- Describe emotional intelligence in the workplace
Emotional intelligence is a person’s awareness of their emotions and the emotions of others, and how well they are able to control, express, and read them. People who are emotionally intelligent are able to control their interpersonal relationships with thoughtful consideration and rational insights.
Check out the video below to learn more about emotional intelligence.
Emotional intelligence is not simply whether or not someone is emotional, but rather how well they handle their interpersonal skills and the emotions of others. Emotional intelligence is extremely important in the workplace to reduce conflict and create a more stable and effective workplace environment.
According to psychologists Peter Salovey and John D. Mayer, there are four levels included in emotional intelligence. These four levels are perceiving emotions, reasoning with emotions, understanding emotions, and managing emotions. Perception, reason, understanding, and management are all important skills that need to be considered when determining emotional intelligence. Being able to navigate these four levels is indicative of a person with high emotional intelligence. Oftentimes people think of intelligence and emotion as mutually exclusive skills; however, emotional intelligence is an extremely important form of intelligence that determines a person’s interpersonal skills, ability to work well with others, problem solve, and build relationships. Each of these skills are extremely effective and valuable in the workplace and help to foster a productive and engaged work environment.
The workday requires a large number of decisions that need to be made. Many of these decisions are emotionally charged in some way, with passion and opinions behind them. Employees with strong emotional intelligence are more likely to make rational and well-thought-out decisions. Emotional intelligence is an extremely desirable trait for new and tenured employees alike. Many companies ask behavioral based interview questions in order to assess emotional intelligence and make better informed hiring decisions. These companies understand the value of emotionally intelligent individuals and the positive impact they can have on a workforce. With international expansion and globalization becoming more and more relevant, emotional intelligence is more valuable than ever, allowing companies to better breech cultural differences and the complex ways in which other cultures express their emotions.

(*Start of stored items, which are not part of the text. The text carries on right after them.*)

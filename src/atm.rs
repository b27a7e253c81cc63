// ATM interaction loops
//
// Top level:    MainMenu → CreateAccount → MainMenu
//               MainMenu → Login → TransactionLoop → MainMenu
//               MainMenu → Exit
// Transactions: Menu → Deposit | Withdraw | CheckBalance → Menu
//               Menu → Logout (account removed, back to MainMenu)
//
// Every recoverable error is reported and the same menu is shown again.

use tracing::{debug, info};

use crate::config::Config;
use crate::entities::{AccountId, AccountRegistry};
use crate::error::{BankError, Result};
use crate::menu::{numbered, MainMenuChoice, TransactionChoice};
use crate::money::{format_amount, parse_amount};
use crate::prompt::Prompter;
use crate::session::{self, Session};

const CHOICE_PROMPT: &str = "Enter your choice: ";

/// What the top-level loop does after handling one menu choice
#[derive(Debug, Clone, Copy, PartialEq, Eq)]
pub enum Flow {
    Continue,
    Exit,
}

pub struct Atm<P: Prompter> {
    registry: AccountRegistry,
    prompter: P,
    config: Config,
}

impl<P: Prompter> Atm<P> {
    pub fn new(config: Config, prompter: P) -> Self {
        Atm {
            registry: AccountRegistry::with_policy(config.duplicate_policy),
            prompter,
            config,
        }
    }

    pub fn registry(&self) -> &AccountRegistry {
        &self.registry
    }

    pub fn config(&self) -> &Config {
        &self.config
    }

    pub fn prompter(&self) -> &P {
        &self.prompter
    }

    pub fn into_prompter(self) -> P {
        self.prompter
    }

    /// Run the top-level menu until Exit or end of input
    pub fn run(&mut self) -> Result<()> {
        loop {
            match self.step() {
                Ok(Flow::Continue) => {}
                Ok(Flow::Exit) => break,
                Err(BankError::InputClosed) => {
                    info!("input closed, leaving main menu");
                    break;
                }
                Err(err) if err.is_recoverable() => {
                    report(&mut self.prompter, &self.config, &err)?;
                }
                Err(err) => return Err(err),
            }
        }

        self.prompter.say(&format!(
            "\n👋 Thank you for using {}. Goodbye!",
            self.config.bank_name
        ))?;
        Ok(())
    }

    /// Show the main menu once and handle a single choice
    pub fn step(&mut self) -> Result<Flow> {
        self.prompter
            .say(&format!("\n🏦 Welcome to {} 🏦", self.config.bank_name))?;
        for line in numbered(MainMenuChoice::ALL.iter().map(|c| c.label())) {
            self.prompter.say(&line)?;
        }

        let answer = self.prompter.ask(CHOICE_PROMPT)?;
        match MainMenuChoice::try_from(answer.as_str())? {
            MainMenuChoice::CreateAccount => {
                self.create_account()?;
                Ok(Flow::Continue)
            }
            MainMenuChoice::Login => {
                self.login()?;
                Ok(Flow::Continue)
            }
            MainMenuChoice::Exit => Ok(Flow::Exit),
        }
    }

    /// Prompt for the new account's details and register it
    pub fn create_account(&mut self) -> Result<AccountId> {
        self.prompter.say(&format!(
            "\nWelcome to {} - Create Account",
            self.config.bank_name
        ))?;
        let username = self.prompter.ask("Enter your username: ")?;
        let account_number = self.prompter.ask("Enter account number: ")?;
        let pin = self.prompter.ask_secret("Set your 4-digit PIN: ")?;
        let balance_input = self.prompter.ask(&format!(
            "Enter initial balance: {}",
            self.config.currency_symbol
        ))?;
        let initial_balance = parse_amount(&balance_input, &self.config.currency_symbol)?;

        let id = self
            .registry
            .create_account(username.as_str(), account_number, pin, initial_balance)?;

        self.prompter.say(&format!(
            "\n🎉 Congratulations, {}! Your account has been created successfully!",
            username
        ))?;
        Ok(id)
    }

    /// Authenticate, then hand the session to the transaction loop.
    ///
    /// The PIN is only asked for once the account number is known.
    pub fn login(&mut self) -> Result<()> {
        self.prompter
            .say(&format!("\nWelcome to {} - Login", self.config.bank_name))?;
        let account_number = self.prompter.ask("Enter account number: ")?;
        if self.registry.find_by_account_number(&account_number).is_none() {
            debug!(account_number = account_number.as_str(), "unknown account number");
            return Err(BankError::AccountNotFound);
        }
        let pin = self.prompter.ask_secret("Enter PIN: ")?;

        let session = session::login(&mut self.registry, &account_number, &pin)?;
        let username = session.account()?.username().to_string();
        self.prompter
            .say(&format!("\n🔓 Login successful, {}!", username))?;

        run_transactions(session, &mut self.prompter, &self.config)
    }
}

/// Transaction menu for one session; returns after logout
pub fn run_transactions<P: Prompter>(
    mut session: Session<'_>,
    prompter: &mut P,
    config: &Config,
) -> Result<()> {
    loop {
        prompter.say(&format!("\n{} - Main Menu", config.bank_name))?;
        for line in numbered(TransactionChoice::ALL.iter().map(|c| c.label())) {
            prompter.say(&line)?;
        }

        let answer = prompter.ask(CHOICE_PROMPT)?;
        let choice = match TransactionChoice::try_from(answer.as_str()) {
            Ok(choice) => choice,
            Err(err) => {
                report(prompter, config, &err)?;
                continue;
            }
        };

        if choice == TransactionChoice::Logout {
            session.logout()?;
            prompter.say("\n👋 Logged out successfully.")?;
            return Ok(());
        }

        match perform(&mut session, choice, prompter, config) {
            Ok(()) => {}
            Err(err) if err.is_recoverable() => report(prompter, config, &err)?,
            Err(err) => return Err(err),
        }
    }
}

fn perform<P: Prompter>(
    session: &mut Session<'_>,
    choice: TransactionChoice,
    prompter: &mut P,
    config: &Config,
) -> Result<()> {
    let symbol = config.currency_symbol.as_str();
    match choice {
        TransactionChoice::Deposit => {
            let input = prompter.ask(&format!("Enter amount to deposit: {}", symbol))?;
            let balance = session.deposit(parse_amount(&input, symbol)?)?;
            prompter.say(&format!(
                "\n💰 Deposit successful. Current balance: {}",
                format_amount(symbol, balance)
            ))
        }
        TransactionChoice::Withdraw => {
            let input = prompter.ask(&format!("Enter amount to withdraw: {}", symbol))?;
            let balance = session.withdraw(parse_amount(&input, symbol)?)?;
            prompter.say(&format!(
                "\n💸 Withdrawal successful. Current balance: {}",
                format_amount(symbol, balance)
            ))
        }
        TransactionChoice::CheckBalance => {
            let balance = session.check_balance()?;
            prompter.say(&format!(
                "\n💳 Current balance: {}",
                format_amount(symbol, balance)
            ))
        }
        // Logout consumes the session and is handled by the loop
        TransactionChoice::Logout => Ok(()),
    }
}

/// Customer-facing text for a recoverable error
pub fn user_message(err: &BankError, currency_symbol: &str) -> String {
    match err {
        BankError::AccountNotFound => "🚫 Account not found. Please try again.".to_string(),
        BankError::InvalidPin => "🔒 Incorrect PIN. Please try again.".to_string(),
        BankError::InsufficientBalance { available, .. } => format!(
            "❌ Insufficient balance. Withdrawal failed. Available: {}",
            format_amount(currency_symbol, *available)
        ),
        BankError::InvalidMenuChoice(_) => "❗ Invalid choice. Please try again.".to_string(),
        BankError::MalformedAmount(input) => format!(
            "❗ '{}' is not a valid amount. Enter a number such as 25 or 25.50.",
            input
        ),
        BankError::NonPositiveAmount(_) => "❗ Amount must be greater than zero.".to_string(),
        BankError::AmountTooLarge { .. } => {
            "❗ That amount is too large for this account. Transaction cancelled.".to_string()
        }
        BankError::NegativeOpeningBalance(_) => {
            "❗ Initial balance cannot be negative.".to_string()
        }
        BankError::DuplicateAccountNumber(number) => format!(
            "🚫 Account number {} is already in use. Please choose another.",
            number
        ),
        other => format!("❗ {}", other),
    }
}

fn report<P: Prompter>(prompter: &mut P, config: &Config, err: &BankError) -> Result<()> {
    debug!(error = %err, "reporting recoverable error");
    prompter.say(&format!("\n{}", user_message(err, &config.currency_symbol)))
}
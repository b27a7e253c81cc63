// Money parsing and display
//
// Amounts are decimals at cents resolution. User input never reaches balance
// arithmetic without going through `parse_amount`.

use rust_decimal::Decimal;
use std::str::FromStr;

use crate::error::{BankError, Result};

/// Largest number of fractional digits accepted from user input
pub const MAX_FRACTION_DIGITS: u32 = 2;

/// Parse an amount typed by the user.
///
/// Accepts surrounding whitespace and an optional leading currency symbol
/// (`"$ 12.50"`, `"12.5"`, `"100"`). Sign is preserved so callers can report
/// a negative amount as such instead of as garbage.
pub fn parse_amount(input: &str, currency_symbol: &str) -> Result<Decimal> {
    let trimmed = input.trim();
    let unprefixed = if currency_symbol.is_empty() {
        trimmed
    } else {
        trimmed
            .strip_prefix(currency_symbol)
            .map(str::trim_start)
            .unwrap_or(trimmed)
    };

    if unprefixed.is_empty() {
        return Err(BankError::MalformedAmount(input.trim().to_string()));
    }

    let amount = Decimal::from_str(unprefixed)
        .map_err(|_| BankError::MalformedAmount(input.trim().to_string()))?
        .normalize();

    if amount.scale() > MAX_FRACTION_DIGITS {
        return Err(BankError::MalformedAmount(input.trim().to_string()));
    }

    Ok(amount)
}

/// Render an amount with its currency symbol and exactly two decimals
///
/// Example: `format_amount("$", 150)` → `"$150.00"`
pub fn format_amount(currency_symbol: &str, amount: Decimal) -> String {
    // Precision formatting pads with zeros, which also works at Decimal::MAX
    // where there is no room to rescale
    let display = amount.round_dp(MAX_FRACTION_DIGITS);
    format!(
        "{}{:.prec$}",
        currency_symbol,
        display,
        prec = MAX_FRACTION_DIGITS as usize
    )
}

Although emotional intelligence can be explained and presented through training events, at the end of the day, it is up to each individual to grow and develop their own emotional intelligence. Emotional intelligence cannot be taught in a classroom, but is instead developed through everyday life and interactions with others. Since each individual is responsible for their own emotional intelligence, making smart hiring choices and considering how an individual will affect team dynamics is essential to building a strong, emotionally intelligent team.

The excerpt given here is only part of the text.